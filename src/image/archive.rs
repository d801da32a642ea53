//! Images saved as tarballs, in Docker or OCI layout.

use std::collections::{HashMap, HashSet};
use std::fs::File;
use std::io::{self, Read};
use std::path::{Path, PathBuf};

use oci_spec::image::ImageConfiguration;
use serde::{Deserialize, Serialize};
use serde_json::{Map, Value};
use sha2::{Digest, Sha256};
use tempfile::TempDir;
use tracing::{debug, info};

use super::rootfs;
use super::{AccessorError, CommandOutput, Image};

// ---- Docker-format archive structs (manifest.json) ----

#[derive(Deserialize, Serialize)]
struct DockerManifestEntry {
    #[serde(rename = "Config")]
    config: String,
    #[serde(rename = "RepoTags", default)]
    repo_tags: Vec<String>,
    #[serde(rename = "Layers")]
    layers: Vec<String>,
}

// ---- OCI-layout archive structs (index.json) ----

#[derive(Deserialize)]
struct OciIndex {
    manifests: Vec<OciDescriptor>,
}

#[derive(Deserialize)]
struct OciDescriptor {
    digest: String,
}

#[derive(Deserialize)]
struct OciManifest {
    config: OciDescriptor,
    layers: Vec<OciDescriptor>,
}

#[derive(Debug)]
enum ArchiveFormat {
    Docker,
    Oci,
}

/// Where the config and layers live inside the input tarball.
struct ArchiveLayout {
    config_path: String,
    layer_paths: Vec<String>,
}

/// An image read from a tarball (`docker save`, `podman save`, or an
/// OCI-layout tar), unpacked into a temporary rootfs.
pub struct ArchiveImage {
    archive_path: PathBuf,
    output_path: PathBuf,
    tag: Option<String>,
    layout: ArchiveLayout,
    raw_config: Vec<u8>,
    labels: HashMap<String, String>,
    rootfs: TempDir,
}

impl ArchiveImage {
    /// Open and unpack `archive_path`. Commits are written to `output_path`.
    pub fn open(
        archive_path: &Path,
        output_path: PathBuf,
        tag: Option<String>,
    ) -> Result<Self, AccessorError> {
        let format = detect_format(archive_path)?;
        debug!("{} is a {format:?} archive", archive_path.display());

        let mut small_files = read_json_entries(archive_path)?;
        let layout = match format {
            ArchiveFormat::Docker => docker_layout(&small_files)?,
            ArchiveFormat::Oci => oci_layout(&small_files)?,
        };

        let raw_config = small_files.remove(&layout.config_path).ok_or_else(|| {
            AccessorError::Archive(format!("config {} not found in archive", layout.config_path))
        })?;
        let config: ImageConfiguration =
            serde_json::from_slice(&raw_config).map_err(|source| AccessorError::Decode {
                what: "image config".to_string(),
                source,
            })?;
        let labels = config
            .config()
            .as_ref()
            .and_then(|c| c.labels().clone())
            .unwrap_or_default();

        let rootfs = tempfile::Builder::new()
            .prefix("deplab-rootfs-")
            .tempdir()
            .map_err(|source| AccessorError::Io {
                path: std::env::temp_dir(),
                source,
            })?;
        unpack_layers(archive_path, &layout.layer_paths, rootfs.path())?;
        info!(
            "unpacked {} layers from {}",
            layout.layer_paths.len(),
            archive_path.display()
        );

        Ok(Self {
            archive_path: archive_path.to_path_buf(),
            output_path,
            tag,
            layout,
            raw_config,
            labels,
            rootfs,
        })
    }

    /// Default output location: `<stem>-deplab.tar` next to the input.
    pub fn default_output_path(archive_path: &Path) -> PathBuf {
        let mut stem = archive_path
            .file_name()
            .map(|s| s.to_string_lossy().to_string())
            .unwrap_or_else(|| "image".to_string());
        for ext in [".tar.gz", ".tgz", ".tar", ".gz"] {
            if let Some(stripped) = stem.strip_suffix(ext) {
                stem = stripped.to_string();
                break;
            }
        }
        archive_path.with_file_name(format!("{stem}-deplab.tar"))
    }

    fn write_archive(&self, config_name: &str, config_bytes: &[u8]) -> Result<(), AccessorError> {
        let io_err = |source: std::io::Error| AccessorError::Io {
            path: self.output_path.clone(),
            source,
        };

        let manifest = vec![DockerManifestEntry {
            config: config_name.to_string(),
            repo_tags: self.tag.iter().cloned().collect(),
            layers: self.layout.layer_paths.clone(),
        }];
        let manifest_bytes = serde_json::to_vec(&manifest).map_err(|source| AccessorError::Decode {
            what: "manifest.json".to_string(),
            source,
        })?;

        let out = File::create(&self.output_path).map_err(io_err)?;
        let mut builder = tar::Builder::new(out);
        append_bytes(&mut builder, "manifest.json", &manifest_bytes).map_err(io_err)?;
        append_bytes(&mut builder, config_name, config_bytes).map_err(io_err)?;

        let input = File::open(&self.archive_path).map_err(|source| AccessorError::Io {
            path: self.archive_path.clone(),
            source,
        })?;
        let mut archive = tar::Archive::new(input);
        let mut copied = Vec::new();
        for entry_result in archive.entries().map_err(io_err)? {
            let mut entry = entry_result.map_err(io_err)?;
            let entry_path = entry_path(&entry)?;
            if self.layout.layer_paths.contains(&entry_path) && !copied.contains(&entry_path) {
                let mut header = entry.header().clone();
                builder
                    .append_data(&mut header, &entry_path, &mut entry)
                    .map_err(io_err)?;
                copied.push(entry_path);
            }
        }

        builder.into_inner().map_err(io_err)?;
        Ok(())
    }
}

impl Image for ArchiveImage {
    fn config_labels(&self) -> Result<HashMap<String, String>, AccessorError> {
        Ok(self.labels.clone())
    }

    fn read_file(&self, path: &str) -> Result<Option<Vec<u8>>, AccessorError> {
        let Some(host_path) = rootfs::resolve(self.rootfs.path(), path) else {
            return Ok(None);
        };
        if !host_path.is_file() {
            return Ok(None);
        }
        std::fs::read(&host_path)
            .map(Some)
            .map_err(|source| AccessorError::Io {
                path: host_path,
                source,
            })
    }

    fn list_dir(&self, path: &str) -> Result<Option<Vec<String>>, AccessorError> {
        let Some(host_path) = rootfs::resolve(self.rootfs.path(), path) else {
            return Ok(None);
        };
        if !host_path.is_dir() {
            return Ok(None);
        }
        let entries = std::fs::read_dir(&host_path).map_err(|source| AccessorError::Io {
            path: host_path.clone(),
            source,
        })?;
        let mut names: Vec<String> = entries
            .flatten()
            .map(|e| e.file_name().to_string_lossy().to_string())
            .collect();
        names.sort();
        Ok(Some(names))
    }

    fn run_command(&self, argv: &[&str]) -> Result<CommandOutput, AccessorError> {
        Err(AccessorError::Unavailable {
            capability: "command execution",
            reason: format!(
                "cannot run '{}' from an image archive",
                argv.first().copied().unwrap_or_default()
            ),
        })
    }

    fn commit_with_label(&self, key: &str, value: &str) -> Result<String, AccessorError> {
        let config_bytes = relabel_config(&self.raw_config, key, value)?;
        let hex = format!("{:x}", Sha256::digest(&config_bytes));
        self.write_archive(&format!("{hex}.json"), &config_bytes)?;
        info!("wrote labelled image to {}", self.output_path.display());
        Ok(format!("sha256:{hex}"))
    }
}

/// Set `config.Labels[key] = value`, keeping every other field as-is.
fn relabel_config(raw: &[u8], key: &str, value: &str) -> Result<Vec<u8>, AccessorError> {
    let decode = |source: serde_json::Error| AccessorError::Decode {
        what: "image config".to_string(),
        source,
    };
    let mut doc: Value = serde_json::from_slice(raw).map_err(decode)?;
    let root = doc
        .as_object_mut()
        .ok_or_else(|| AccessorError::Archive("image config is not a JSON object".to_string()))?;

    let config = root
        .entry("config")
        .or_insert_with(|| Value::Object(Map::new()));
    if !config.is_object() {
        *config = Value::Object(Map::new());
    }
    let labels = config
        .as_object_mut()
        .map(|c| c.entry("Labels").or_insert_with(|| Value::Object(Map::new())))
        .ok_or_else(|| AccessorError::Archive("image config has no config section".to_string()))?;
    if !labels.is_object() {
        *labels = Value::Object(Map::new());
    }
    if let Some(labels) = labels.as_object_mut() {
        labels.insert(key.to_string(), Value::String(value.to_string()));
    }

    serde_json::to_vec(&doc).map_err(decode)
}

fn append_bytes<W: std::io::Write>(
    builder: &mut tar::Builder<W>,
    path: &str,
    data: &[u8],
) -> std::io::Result<()> {
    let mut header = tar::Header::new_gnu();
    header.set_size(data.len() as u64);
    header.set_mode(0o644);
    header.set_cksum();
    builder.append_data(&mut header, path, data)
}

fn open_archive(path: &Path) -> Result<tar::Archive<File>, AccessorError> {
    let file = File::open(path).map_err(|source| AccessorError::Io {
        path: path.to_path_buf(),
        source,
    })?;
    Ok(tar::Archive::new(file))
}

fn entry_path<R: Read>(entry: &tar::Entry<'_, R>) -> Result<String, AccessorError> {
    let path = entry
        .path()
        .map_err(|e| AccessorError::Archive(format!("bad entry path: {e}")))?;
    Ok(path
        .to_string_lossy()
        .trim_start_matches("./")
        .to_string())
}

fn archive_err(path: &Path) -> impl Fn(std::io::Error) -> AccessorError + '_ {
    move |source: std::io::Error| AccessorError::Io {
        path: path.to_path_buf(),
        source,
    }
}

fn detect_format(path: &Path) -> Result<ArchiveFormat, AccessorError> {
    let mut archive = open_archive(path)?;

    for entry_result in archive.entries().map_err(archive_err(path))? {
        let entry = entry_result.map_err(archive_err(path))?;
        match entry_path(&entry)?.as_str() {
            "manifest.json" => return Ok(ArchiveFormat::Docker),
            "index.json" => return Ok(ArchiveFormat::Oci),
            _ => {}
        }
    }

    Err(AccessorError::Archive(
        "unrecognized archive format: no manifest.json or index.json found".to_string(),
    ))
}

/// Collect the JSON documents and small blobs (manifests, configs).
fn read_json_entries(path: &Path) -> Result<HashMap<String, Vec<u8>>, AccessorError> {
    let mut archive = open_archive(path)?;
    let mut files = HashMap::new();

    for entry_result in archive.entries().map_err(archive_err(path))? {
        let mut entry = entry_result.map_err(archive_err(path))?;
        let entry_path = entry_path(&entry)?;
        let wanted = entry_path.ends_with(".json")
            || (entry_path.starts_with("blobs/sha256/") && entry.size() < 1_000_000);
        if wanted {
            let mut data = Vec::new();
            entry.read_to_end(&mut data).map_err(archive_err(path))?;
            files.insert(entry_path, data);
        }
    }

    Ok(files)
}

fn docker_layout(files: &HashMap<String, Vec<u8>>) -> Result<ArchiveLayout, AccessorError> {
    let data = files
        .get("manifest.json")
        .ok_or_else(|| AccessorError::Archive("manifest.json not found in archive".to_string()))?;
    let entries: Vec<DockerManifestEntry> =
        serde_json::from_slice(data).map_err(|source| AccessorError::Decode {
            what: "manifest.json".to_string(),
            source,
        })?;
    let entry = entries
        .into_iter()
        .next()
        .ok_or_else(|| AccessorError::Archive("empty manifest in archive".to_string()))?;

    Ok(ArchiveLayout {
        config_path: entry.config,
        layer_paths: entry.layers,
    })
}

fn oci_layout(files: &HashMap<String, Vec<u8>>) -> Result<ArchiveLayout, AccessorError> {
    let blob_path = |digest: &str| format!("blobs/sha256/{}", digest.trim_start_matches("sha256:"));
    let decode = |what: &str| {
        let what = what.to_string();
        move |source: serde_json::Error| AccessorError::Decode { what, source }
    };

    let index: OciIndex = serde_json::from_slice(
        files
            .get("index.json")
            .ok_or_else(|| AccessorError::Archive("index.json not found in OCI archive".to_string()))?,
    )
    .map_err(decode("index.json"))?;

    let manifest_desc = index
        .manifests
        .first()
        .ok_or_else(|| AccessorError::Archive("no manifests in index.json".to_string()))?;
    let manifest_path = blob_path(&manifest_desc.digest);
    let manifest: OciManifest = serde_json::from_slice(files.get(&manifest_path).ok_or_else(|| {
        AccessorError::Archive(format!("manifest blob {} not found", manifest_desc.digest))
    })?)
    .map_err(decode("OCI manifest"))?;

    Ok(ArchiveLayout {
        config_path: blob_path(&manifest.config.digest),
        layer_paths: manifest.layers.iter().map(|l| blob_path(&l.digest)).collect(),
    })
}

/// Unpack layers in manifest order. A layer stored in the tarball right when
/// it is needed is applied straight from the tar stream; one that arrives
/// early, or is listed more than once, is spooled to disk until its turn.
fn unpack_layers(archive_path: &Path, layer_paths: &[String], root: &Path) -> Result<(), AccessorError> {
    let spool = tempfile::Builder::new()
        .prefix("deplab-layers-")
        .tempdir()
        .map_err(archive_err(archive_path))?;
    let mut spooled: HashMap<String, PathBuf> = HashMap::new();
    let mut seen: HashSet<String> = HashSet::new();
    let mut next = 0;

    let mut archive = open_archive(archive_path)?;
    for entry_result in archive.entries().map_err(archive_err(archive_path))? {
        if next == layer_paths.len() {
            break;
        }
        let mut entry = entry_result.map_err(archive_err(archive_path))?;
        let entry_path = entry_path(&entry)?;
        if !layer_paths.contains(&entry_path) || !seen.insert(entry_path.clone()) {
            continue;
        }

        let needed_again = layer_paths[next + 1..].contains(&entry_path);
        if layer_paths[next] == entry_path && !needed_again {
            debug!("applying layer {entry_path} from the archive stream");
            rootfs::apply_layer_reader(root, &mut entry)?;
            next += 1;
        } else {
            let file = spool.path().join(format!("layer-{}", spooled.len()));
            let mut out = File::create(&file).map_err(archive_err(&file))?;
            io::copy(&mut entry, &mut out).map_err(archive_err(&file))?;
            debug!("spooled layer {entry_path}");
            spooled.insert(entry_path, file);
        }

        next = apply_spooled(root, layer_paths, next, &spooled)?;
    }

    match layer_paths.get(next) {
        Some(missing) => Err(AccessorError::Archive(format!(
            "layer {missing} not found in archive"
        ))),
        None => Ok(()),
    }
}

/// Apply spooled layers from `next` onward for as long as they are available.
fn apply_spooled(
    root: &Path,
    layer_paths: &[String],
    mut next: usize,
    spooled: &HashMap<String, PathBuf>,
) -> Result<usize, AccessorError> {
    while let Some(file) = layer_paths.get(next).and_then(|path| spooled.get(path)) {
        debug!("applying layer {} from spool", layer_paths[next]);
        let reader = File::open(file).map_err(archive_err(file))?;
        rootfs::apply_layer_reader(root, reader)?;
        next += 1;
    }
    Ok(next)
}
****************
Among the lines above, find those holding "prefix" and copy each one.

            .prefix("deplab-rootfs-")
        .prefix("deplab-layers-")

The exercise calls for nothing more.